I’ve always been puzzled about the intended audience of comic book cartoon shows. I mean, they’re animated and usually air when and where kids can find them, but they’re often dark, plot heavy, and somewhat sophisticated. I remember watching Batman: The Animated Series as a high schooler in the 90s, thinking it was unlike any superhero show I’d ever watched growing up. I was endlessly impressed that Batman drove a stick shift car and they took the time to show him switching gears as he took off on a chase. Beware the Batman: Shadows of Gotham has a similar sensibility and offers up plenty for any viewer to chew on.
This sleekly computer-animated series includes thirteen episodes, each building upon the last. Thankfully, there’s a handy recap at the beginning of each installment, and the DVD format makes it easy to watch several at once (handier than, say, catching an episode once a week). While Batman remains the consummate hero, he is not infallible or indestructible, and relies more heavily on his skills as a detective than on gadgets to foil the bad guys. HIs faithful butler, Alfred, still serves as his sidekick, but adopts the role of bodyguard/secret agent. His goddaughter Katana (a sword-wielding badass) is then employed to act as Batman’s driver/ bodyguard, an interesting twist that opens up a lead for a strong female character.

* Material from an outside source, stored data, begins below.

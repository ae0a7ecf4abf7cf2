//! Durability waitlist.
//!
//! Commits whose response kind requires durability park a waiter here, keyed
//! by the durability marker stamped at precommit. The KV engine's durability
//! callback advances the watermark; every waiter at or below it is released,
//! in marker order.

use std::collections::BTreeMap;
use std::sync::atomic::{AtomicU64, Ordering};
use std::sync::Mutex;

use kvsql_kv::DurabilityMarker;

pub type Waiter = Box<dyn FnOnce(DurabilityMarker) + Send>;

#[derive(Default)]
pub struct DurabilityManager {
    current: AtomicU64,
    waitlist: Mutex<BTreeMap<DurabilityMarker, Vec<Waiter>>>,
}

impl DurabilityManager {
    pub fn new() -> Self {
        Self::default()
    }

    /// Highest durable marker observed so far.
    pub fn current(&self) -> DurabilityMarker {
        self.current.load(Ordering::SeqCst)
    }

    /// Invoke `waiter` once the watermark reaches `marker`. If it already
    /// has, the waiter runs on the calling thread.
    pub fn wait_for(&self, marker: DurabilityMarker, waiter: Waiter) {
        {
            let mut waitlist = self.waitlist.lock().expect("durability waitlist poisoned");
            // The check happens under the waitlist lock so a concurrent
            // watermark advance cannot drain between check and insert.
            if self.current() < marker {
                waitlist.entry(marker).or_default().push(waiter);
                return;
            }
        }
        waiter(self.current());
    }

    /// Watermark advance from the KV engine's durability callback.
    ///
    /// With `omit_when_idle` set, an empty waitlist skips the dispatch work
    /// entirely; a waiter that arrives after the probe is picked up by the
    /// next advance (the probe can delay a notification, never drop it).
    pub fn on_durable(&self, marker: DurabilityMarker, omit_when_idle: bool) {
        self.current.fetch_max(marker, Ordering::SeqCst);
        let watermark = self.current();

        let released: Vec<Waiter> = {
            let mut waitlist = self.waitlist.lock().expect("durability waitlist poisoned");
            if omit_when_idle && waitlist.is_empty() {
                return;
            }
            let mut released = Vec::new();
            let still_waiting = waitlist.split_off(&(watermark + 1));
            for (_, waiters) in std::mem::replace(&mut *waitlist, still_waiting) {
                released.extend(waiters);
            }
            released
        };

        for waiter in released {
            waiter(watermark);
        }
    }

    pub fn waiting(&self) -> usize {
        self.waitlist
            .lock()
            .expect("durability waitlist poisoned")
            .values()
            .map(Vec::len)
            .sum()
    }

    pub fn clear(&self) {
        self.waitlist
            .lock()
            .expect("durability waitlist poisoned")
            .clear();
    }
}

#[cfg(test)]
mod tests {
    use super::*;
    use std::sync::atomic::AtomicUsize;
    use std::sync::Arc;

    #[test]
    fn test_waiter_released_in_marker_order() {
        let manager = DurabilityManager::new();
        let order = Arc::new(Mutex::new(Vec::new()));
        for marker in [3u64, 1, 2] {
            let order = Arc::clone(&order);
            manager.wait_for(
                marker,
                Box::new(move |_| order.lock().unwrap().push(marker)),
            );
        }
        assert_eq!(manager.waiting(), 3);

        manager.on_durable(2, false);
        manager.on_durable(3, false);
        assert_eq!(*order.lock().unwrap(), vec![1, 2, 3]);
        assert_eq!(manager.waiting(), 0);
    }

    #[test]
    fn test_already_durable_runs_inline() {
        let manager = DurabilityManager::new();
        manager.on_durable(5, false);
        let hits = Arc::new(AtomicUsize::new(0));
        let seen = Arc::clone(&hits);
        manager.wait_for(
            4,
            Box::new(move |watermark| {
                assert!(watermark >= 4);
                seen.fetch_add(1, Ordering::SeqCst);
            }),
        );
        assert_eq!(hits.load(Ordering::SeqCst), 1);
        assert_eq!(manager.waiting(), 0);
    }

    #[test]
    fn test_omit_when_idle_still_advances_watermark() {
        let manager = DurabilityManager::new();
        manager.on_durable(7, true);
        assert_eq!(manager.current(), 7);
    }
}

As for the villains, don’t expect the usual Joker, Penguin, Catwoman fare. This time Batman faces off against lesser known enemies, Professor Pyg, Magpie, Mister Toad, and Anarky. Professor Pyg is enough to give anyone nightmares, and the cast of characters switches things up enough to keep the show from being a retread. For better or worse, this is not your grandmother’s Batman, and the series gets props for originality.